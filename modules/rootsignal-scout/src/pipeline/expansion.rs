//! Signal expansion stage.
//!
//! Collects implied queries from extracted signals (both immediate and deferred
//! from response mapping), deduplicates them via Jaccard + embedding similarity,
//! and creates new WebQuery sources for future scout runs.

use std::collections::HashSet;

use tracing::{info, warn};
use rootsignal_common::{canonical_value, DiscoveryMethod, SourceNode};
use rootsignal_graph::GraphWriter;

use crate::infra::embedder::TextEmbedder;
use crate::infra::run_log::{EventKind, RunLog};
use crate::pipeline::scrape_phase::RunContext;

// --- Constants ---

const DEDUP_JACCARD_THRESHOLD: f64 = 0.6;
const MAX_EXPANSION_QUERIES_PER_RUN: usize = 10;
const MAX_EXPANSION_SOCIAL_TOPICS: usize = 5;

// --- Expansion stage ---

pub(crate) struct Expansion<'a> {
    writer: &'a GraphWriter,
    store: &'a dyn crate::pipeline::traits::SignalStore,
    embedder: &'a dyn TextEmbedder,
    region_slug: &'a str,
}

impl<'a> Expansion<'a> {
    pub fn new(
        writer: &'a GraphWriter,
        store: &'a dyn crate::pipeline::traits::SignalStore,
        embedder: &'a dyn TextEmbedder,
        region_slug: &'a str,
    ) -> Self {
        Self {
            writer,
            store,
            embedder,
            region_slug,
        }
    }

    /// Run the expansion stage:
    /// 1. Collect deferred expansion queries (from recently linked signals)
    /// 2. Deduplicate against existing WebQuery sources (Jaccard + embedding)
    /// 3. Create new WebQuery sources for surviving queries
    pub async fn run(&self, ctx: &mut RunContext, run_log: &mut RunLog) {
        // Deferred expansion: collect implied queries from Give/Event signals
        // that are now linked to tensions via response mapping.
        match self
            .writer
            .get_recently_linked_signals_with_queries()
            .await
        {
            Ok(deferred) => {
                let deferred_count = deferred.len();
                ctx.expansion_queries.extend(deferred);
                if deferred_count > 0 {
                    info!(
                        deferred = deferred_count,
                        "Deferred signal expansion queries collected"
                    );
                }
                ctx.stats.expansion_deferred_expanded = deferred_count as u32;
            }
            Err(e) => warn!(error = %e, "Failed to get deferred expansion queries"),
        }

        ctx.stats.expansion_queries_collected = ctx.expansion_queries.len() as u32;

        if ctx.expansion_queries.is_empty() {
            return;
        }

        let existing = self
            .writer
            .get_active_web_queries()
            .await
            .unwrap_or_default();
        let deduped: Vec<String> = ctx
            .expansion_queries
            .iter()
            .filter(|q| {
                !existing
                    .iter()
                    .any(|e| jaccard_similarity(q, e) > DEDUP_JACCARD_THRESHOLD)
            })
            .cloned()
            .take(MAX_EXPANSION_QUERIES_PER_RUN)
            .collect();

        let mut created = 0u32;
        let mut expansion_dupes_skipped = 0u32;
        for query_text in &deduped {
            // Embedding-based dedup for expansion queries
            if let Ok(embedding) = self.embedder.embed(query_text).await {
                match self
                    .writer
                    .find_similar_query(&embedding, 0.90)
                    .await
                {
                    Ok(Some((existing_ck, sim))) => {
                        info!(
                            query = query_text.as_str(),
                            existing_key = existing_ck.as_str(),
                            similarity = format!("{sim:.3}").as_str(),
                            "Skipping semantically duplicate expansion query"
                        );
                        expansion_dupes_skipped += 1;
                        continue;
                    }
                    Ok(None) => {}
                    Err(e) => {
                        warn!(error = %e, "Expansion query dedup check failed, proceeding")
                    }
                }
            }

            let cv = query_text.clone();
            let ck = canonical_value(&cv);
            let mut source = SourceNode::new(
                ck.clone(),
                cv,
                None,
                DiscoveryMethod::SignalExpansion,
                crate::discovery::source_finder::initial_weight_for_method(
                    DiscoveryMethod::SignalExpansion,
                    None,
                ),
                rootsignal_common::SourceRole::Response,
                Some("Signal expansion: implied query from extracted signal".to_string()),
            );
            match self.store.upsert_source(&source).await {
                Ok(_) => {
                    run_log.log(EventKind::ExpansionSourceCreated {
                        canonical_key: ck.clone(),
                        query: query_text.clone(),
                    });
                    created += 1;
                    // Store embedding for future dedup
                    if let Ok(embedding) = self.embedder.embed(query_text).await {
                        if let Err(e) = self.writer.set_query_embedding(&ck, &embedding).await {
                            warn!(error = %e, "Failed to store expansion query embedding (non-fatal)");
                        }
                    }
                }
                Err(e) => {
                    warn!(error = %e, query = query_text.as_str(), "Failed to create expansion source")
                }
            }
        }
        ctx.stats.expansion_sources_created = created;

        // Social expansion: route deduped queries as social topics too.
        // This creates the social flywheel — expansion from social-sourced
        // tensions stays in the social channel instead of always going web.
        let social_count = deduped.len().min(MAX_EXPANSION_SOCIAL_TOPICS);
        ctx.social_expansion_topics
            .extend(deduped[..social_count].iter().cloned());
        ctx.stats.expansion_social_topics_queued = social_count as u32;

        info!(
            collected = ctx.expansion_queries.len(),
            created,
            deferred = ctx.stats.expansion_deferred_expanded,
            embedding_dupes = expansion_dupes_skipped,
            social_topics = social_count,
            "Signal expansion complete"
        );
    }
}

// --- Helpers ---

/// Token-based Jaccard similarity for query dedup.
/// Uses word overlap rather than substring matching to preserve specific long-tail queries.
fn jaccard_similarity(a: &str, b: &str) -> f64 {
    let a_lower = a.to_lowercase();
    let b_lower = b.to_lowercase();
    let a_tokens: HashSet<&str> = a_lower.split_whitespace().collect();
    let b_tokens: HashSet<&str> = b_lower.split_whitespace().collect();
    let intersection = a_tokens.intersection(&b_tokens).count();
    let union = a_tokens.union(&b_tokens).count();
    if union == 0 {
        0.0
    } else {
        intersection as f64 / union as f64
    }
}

※

▶ _EXERCISE DIRECTIONS_:
The answer should hold the lines from the one containing "let union = a_tokens.union(&b_tokens).count();" through the end of the entries above, set down exactly, with both ends included.

▶ _REPLY_:
    let union = a_tokens.union(&b_tokens).count();
    if union == 0 {
        0.0
    } else {
        intersection as f64 / union as f64
    }
}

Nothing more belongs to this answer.